Physics View of Weight Change
Weight change follows energy balance over time. Food adds chemical energy. Movement, digestion, and body maintenance spend energy. This calculator translates that idea into daily numbers. It estimates resting burn, activity burn, target intake, and projected timeline. The aim is not extreme restriction. The aim is a steady plan that can fit normal life.
Why Daily Energy Matters
Your body uses energy even at rest. That value is called basal metabolic rate. Height, weight, age, and sex affect it. Activity then raises the total daily need. A smaller intake than this need creates a deficit. A larger intake creates a surplus. The calculator also converts stored body energy into joules. This adds a physics based view of the goal.
Smart Planning
A useful plan should be realistic. Very low targets can reduce energy, hunger control, and adherence. This page therefore shows a practical calorie floor. It also compares the selected pace with the estimated time to goal. Users can test slower or faster changes. Small differences often matter. A few hundred calories each day can change the timeline by weeks.
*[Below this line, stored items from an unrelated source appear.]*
// Crate-internal.
// ---

pub(crate) mod data {
    pub(crate) mod datasources {
        pub(crate) mod in_memory_store_datasource;
        pub(crate) mod store_datasource;
    }
    pub(crate) mod models {
        pub(crate) mod client_note_row_model;
        pub(crate) mod client_row_model;
        pub(crate) mod invoice_row_model;
    }
    pub(crate) mod repositories {
        pub(crate) mod client_repository_impl;
        pub(crate) mod invoice_repository_impl;
    }
}

pub(crate) mod domain {
    pub(crate) mod entities {
        pub(crate) mod client;
        pub(crate) mod context;
        pub(crate) mod ids;
        pub(crate) mod invoice;
        pub(crate) mod invoice_stats;
        pub(crate) mod note;
        pub(crate) mod tax;
    }
    pub(crate) mod logic {
        pub(crate) mod clock;
        pub(crate) mod invoice_validator;
        pub(crate) mod line_item_aggregator;
        pub(crate) mod note_journal_codec;
        pub(crate) mod saga;
        pub(crate) mod stats_calculator;
        pub(crate) mod tax_engine;
    }
    pub(crate) mod repositories {
        pub(crate) mod client_repository;
        pub(crate) mod invoice_repository;
    }
    pub(crate) mod usecases {
        pub(crate) mod client_usecase;
        pub(crate) mod invoice_usecase;
    }
}

pub(crate) mod presentation {
    pub(crate) mod currency_fmt;
}

// Public exports.
// ---

#[doc(hidden)]
#[allow(unused_imports)]
pub mod exports {
    // This mod represents how clients see the library, and can differ from the
    // internal structure.
    //
    // The contents of this mod are re-exported in the root of the crate.

    pub mod entities {
        pub use crate::domain::entities::client::*;
        pub use crate::domain::entities::context::*;
        pub use crate::domain::entities::ids::*;
        pub use crate::domain::entities::invoice::*;
        pub use crate::domain::entities::invoice_stats::*;
        pub use crate::domain::entities::note::*;
        pub use crate::domain::entities::tax::*;
    }

    pub mod billing {
        pub use crate::domain::logic::line_item_aggregator::*;
        pub use crate::domain::logic::stats_calculator::summarize_invoices;
        pub use crate::domain::logic::tax_engine::*;
        pub use crate::presentation::currency_fmt::*;
    }

    pub mod notes {
        pub use crate::domain::logic::note_journal_codec::*;
    }

    pub mod clock {
        pub use crate::domain::logic::clock::*;
    }

    pub mod repositories {
        pub use crate::data::repositories::client_repository_impl::ClientRepositoryImpl;
        pub use crate::data::repositories::invoice_repository_impl::InvoiceRepositoryImpl;
        pub use crate::domain::repositories::client_repository::*;
        pub use crate::domain::repositories::invoice_repository::*;
    }

    pub mod datasources {
        pub use crate::data::datasources::in_memory_store_datasource::InMemoryStoreDatasource;
        pub use crate::data::datasources::store_datasource::*;
        pub use crate::data::models::client_note_row_model::*;
        pub use crate::data::models::client_row_model::*;
        pub use crate::data::models::invoice_row_model::*;
    }

    pub mod usecases {
        pub use crate::domain::usecases::client_usecase::*;
        pub use crate::domain::usecases::invoice_usecase::*;
    }
}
Because the model is adjustable, it can support many scenarios. You can estimate maintenance, moderate loss, or a goal reset after progress stalls. The physics view helps explain why time matters. A small daily deficit becomes large over months, while a missed day usually has limited impact when the weekly pattern stays fairly consistent.
Habits Behind the Numbers
Calories are only one part of progress. Protein, steps, sleep, and meal consistency affect results. The calculator includes protein and step fields so the plan feels more complete. Protein supports lean mass. Steps add low stress movement. The habit score gives a simple review of the selected plan. It is not a medical score. It is a planning signal.
Using the Projection
The chart shows an estimated weight path. It assumes the same intake, activity, and pace continue. Real weight changes are less smooth. Water, sodium, training, stress, and hormones can shift scale weight. Use the chart as a guide, not a promise. Recheck inputs every few weeks. Update activity and weight to keep the estimate useful.